(Beginning of THE INPUT)
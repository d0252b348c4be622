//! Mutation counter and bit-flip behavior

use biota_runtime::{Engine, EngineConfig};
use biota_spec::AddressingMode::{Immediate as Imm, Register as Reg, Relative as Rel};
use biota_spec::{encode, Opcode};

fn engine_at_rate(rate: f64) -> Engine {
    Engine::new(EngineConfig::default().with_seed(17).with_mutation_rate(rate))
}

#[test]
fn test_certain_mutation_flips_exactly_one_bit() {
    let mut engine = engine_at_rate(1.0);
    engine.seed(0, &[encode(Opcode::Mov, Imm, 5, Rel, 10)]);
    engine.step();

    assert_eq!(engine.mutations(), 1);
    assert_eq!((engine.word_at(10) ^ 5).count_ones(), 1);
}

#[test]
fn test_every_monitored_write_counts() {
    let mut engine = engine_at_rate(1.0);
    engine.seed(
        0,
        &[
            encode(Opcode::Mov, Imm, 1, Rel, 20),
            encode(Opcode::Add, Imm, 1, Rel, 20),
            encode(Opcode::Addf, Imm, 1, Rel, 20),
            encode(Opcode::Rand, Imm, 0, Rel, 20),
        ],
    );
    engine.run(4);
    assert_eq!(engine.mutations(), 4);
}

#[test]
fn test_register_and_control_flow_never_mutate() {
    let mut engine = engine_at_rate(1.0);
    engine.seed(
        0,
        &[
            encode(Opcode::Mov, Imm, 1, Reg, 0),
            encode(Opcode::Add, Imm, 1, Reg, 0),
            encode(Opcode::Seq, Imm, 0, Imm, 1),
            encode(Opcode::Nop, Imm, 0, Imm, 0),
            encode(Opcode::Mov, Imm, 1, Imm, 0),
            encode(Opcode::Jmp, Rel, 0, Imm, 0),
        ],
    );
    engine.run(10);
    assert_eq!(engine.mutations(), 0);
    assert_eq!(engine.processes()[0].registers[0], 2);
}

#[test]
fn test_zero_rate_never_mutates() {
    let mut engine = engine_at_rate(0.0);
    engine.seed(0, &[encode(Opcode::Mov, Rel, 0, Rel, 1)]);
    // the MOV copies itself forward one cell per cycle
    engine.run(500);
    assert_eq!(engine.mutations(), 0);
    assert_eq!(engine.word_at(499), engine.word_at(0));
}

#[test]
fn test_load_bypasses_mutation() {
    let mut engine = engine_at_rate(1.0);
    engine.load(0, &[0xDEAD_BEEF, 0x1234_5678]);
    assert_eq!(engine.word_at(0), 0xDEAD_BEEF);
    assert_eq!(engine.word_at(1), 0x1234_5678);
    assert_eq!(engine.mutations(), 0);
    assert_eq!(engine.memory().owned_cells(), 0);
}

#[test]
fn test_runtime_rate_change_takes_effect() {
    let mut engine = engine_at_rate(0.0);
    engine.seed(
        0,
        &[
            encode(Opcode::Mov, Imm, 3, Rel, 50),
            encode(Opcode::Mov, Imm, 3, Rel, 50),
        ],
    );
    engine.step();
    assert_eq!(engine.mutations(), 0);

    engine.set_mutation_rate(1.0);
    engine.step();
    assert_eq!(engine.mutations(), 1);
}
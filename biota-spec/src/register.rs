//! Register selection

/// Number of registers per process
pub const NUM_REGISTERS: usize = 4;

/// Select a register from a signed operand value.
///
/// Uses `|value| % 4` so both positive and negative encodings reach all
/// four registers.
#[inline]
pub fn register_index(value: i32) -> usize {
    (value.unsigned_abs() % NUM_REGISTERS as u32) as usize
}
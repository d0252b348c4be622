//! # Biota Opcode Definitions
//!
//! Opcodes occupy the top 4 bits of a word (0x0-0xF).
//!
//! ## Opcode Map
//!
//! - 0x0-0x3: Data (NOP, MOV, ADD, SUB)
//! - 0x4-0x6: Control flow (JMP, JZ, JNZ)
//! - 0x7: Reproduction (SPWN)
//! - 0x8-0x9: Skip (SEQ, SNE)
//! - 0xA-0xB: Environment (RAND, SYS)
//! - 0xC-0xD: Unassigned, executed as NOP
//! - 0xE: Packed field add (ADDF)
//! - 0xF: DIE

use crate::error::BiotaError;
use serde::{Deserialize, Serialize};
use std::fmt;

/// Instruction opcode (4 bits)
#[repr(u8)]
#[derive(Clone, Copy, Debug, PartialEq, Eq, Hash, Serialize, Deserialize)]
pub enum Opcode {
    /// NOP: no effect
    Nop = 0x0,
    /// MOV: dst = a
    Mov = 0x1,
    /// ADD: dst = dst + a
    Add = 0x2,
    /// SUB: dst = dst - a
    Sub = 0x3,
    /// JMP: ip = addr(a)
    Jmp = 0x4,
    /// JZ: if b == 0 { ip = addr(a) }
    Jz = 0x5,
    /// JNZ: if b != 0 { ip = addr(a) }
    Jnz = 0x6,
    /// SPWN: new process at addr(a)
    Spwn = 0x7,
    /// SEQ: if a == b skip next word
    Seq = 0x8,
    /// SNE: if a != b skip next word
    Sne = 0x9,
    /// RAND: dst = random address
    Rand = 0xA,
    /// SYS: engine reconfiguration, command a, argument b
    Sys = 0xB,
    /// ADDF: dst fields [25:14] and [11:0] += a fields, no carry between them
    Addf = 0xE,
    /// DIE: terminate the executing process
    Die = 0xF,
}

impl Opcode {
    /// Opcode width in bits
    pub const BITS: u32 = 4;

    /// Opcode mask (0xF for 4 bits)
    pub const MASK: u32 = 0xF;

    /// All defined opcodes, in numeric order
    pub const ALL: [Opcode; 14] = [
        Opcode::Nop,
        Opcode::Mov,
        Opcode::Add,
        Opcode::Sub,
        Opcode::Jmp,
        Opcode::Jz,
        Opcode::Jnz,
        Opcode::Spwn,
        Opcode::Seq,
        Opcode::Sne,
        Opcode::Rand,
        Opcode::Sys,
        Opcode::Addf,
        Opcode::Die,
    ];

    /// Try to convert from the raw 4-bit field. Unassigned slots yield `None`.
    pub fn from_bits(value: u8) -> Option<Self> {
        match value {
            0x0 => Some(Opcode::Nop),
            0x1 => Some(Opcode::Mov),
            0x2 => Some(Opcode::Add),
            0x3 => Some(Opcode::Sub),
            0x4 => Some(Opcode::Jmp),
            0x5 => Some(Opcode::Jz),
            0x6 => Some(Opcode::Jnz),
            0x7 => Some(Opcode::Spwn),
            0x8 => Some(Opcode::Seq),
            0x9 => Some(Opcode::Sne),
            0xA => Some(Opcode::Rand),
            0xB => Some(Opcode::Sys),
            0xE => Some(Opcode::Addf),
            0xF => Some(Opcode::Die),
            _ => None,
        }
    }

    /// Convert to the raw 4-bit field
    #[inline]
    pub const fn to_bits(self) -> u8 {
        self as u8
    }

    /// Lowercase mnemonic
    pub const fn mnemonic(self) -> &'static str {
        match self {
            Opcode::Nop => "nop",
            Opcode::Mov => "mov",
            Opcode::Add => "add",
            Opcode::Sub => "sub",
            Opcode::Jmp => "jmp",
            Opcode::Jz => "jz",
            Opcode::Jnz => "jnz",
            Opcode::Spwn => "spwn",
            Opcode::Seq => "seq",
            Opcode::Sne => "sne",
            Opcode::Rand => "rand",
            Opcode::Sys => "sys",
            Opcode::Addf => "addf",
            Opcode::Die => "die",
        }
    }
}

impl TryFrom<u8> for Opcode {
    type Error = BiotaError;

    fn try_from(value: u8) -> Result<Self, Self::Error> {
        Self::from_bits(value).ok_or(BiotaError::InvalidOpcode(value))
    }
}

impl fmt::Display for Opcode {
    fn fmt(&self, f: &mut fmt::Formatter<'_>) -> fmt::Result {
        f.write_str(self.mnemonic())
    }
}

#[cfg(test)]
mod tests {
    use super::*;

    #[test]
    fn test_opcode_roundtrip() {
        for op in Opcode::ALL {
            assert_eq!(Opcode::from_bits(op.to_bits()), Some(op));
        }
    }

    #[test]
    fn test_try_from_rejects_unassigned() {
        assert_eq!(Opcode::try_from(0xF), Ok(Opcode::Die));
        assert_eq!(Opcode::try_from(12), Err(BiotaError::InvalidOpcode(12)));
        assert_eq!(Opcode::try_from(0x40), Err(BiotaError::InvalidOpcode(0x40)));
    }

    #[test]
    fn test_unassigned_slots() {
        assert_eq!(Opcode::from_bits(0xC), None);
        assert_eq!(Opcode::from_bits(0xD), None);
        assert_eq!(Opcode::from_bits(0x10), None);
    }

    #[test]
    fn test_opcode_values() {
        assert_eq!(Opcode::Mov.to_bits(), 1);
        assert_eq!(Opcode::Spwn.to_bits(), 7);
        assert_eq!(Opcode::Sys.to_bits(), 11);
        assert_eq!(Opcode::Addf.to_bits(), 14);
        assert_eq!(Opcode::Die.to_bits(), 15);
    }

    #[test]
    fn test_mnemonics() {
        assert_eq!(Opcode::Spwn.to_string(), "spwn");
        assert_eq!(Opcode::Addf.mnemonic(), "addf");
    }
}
(End of THE INPUT)
TASK PROMPT:
Using the records above, copy all lines that include the word "InvalidOpcode".

WRITTEN RESPONSE:
        Self::from_bits(value).ok_or(BiotaError::InvalidOpcode(value))
        assert_eq!(Opcode::try_from(12), Err(BiotaError::InvalidOpcode(12)));
        assert_eq!(Opcode::try_from(0x40), Err(BiotaError::InvalidOpcode(0x40)));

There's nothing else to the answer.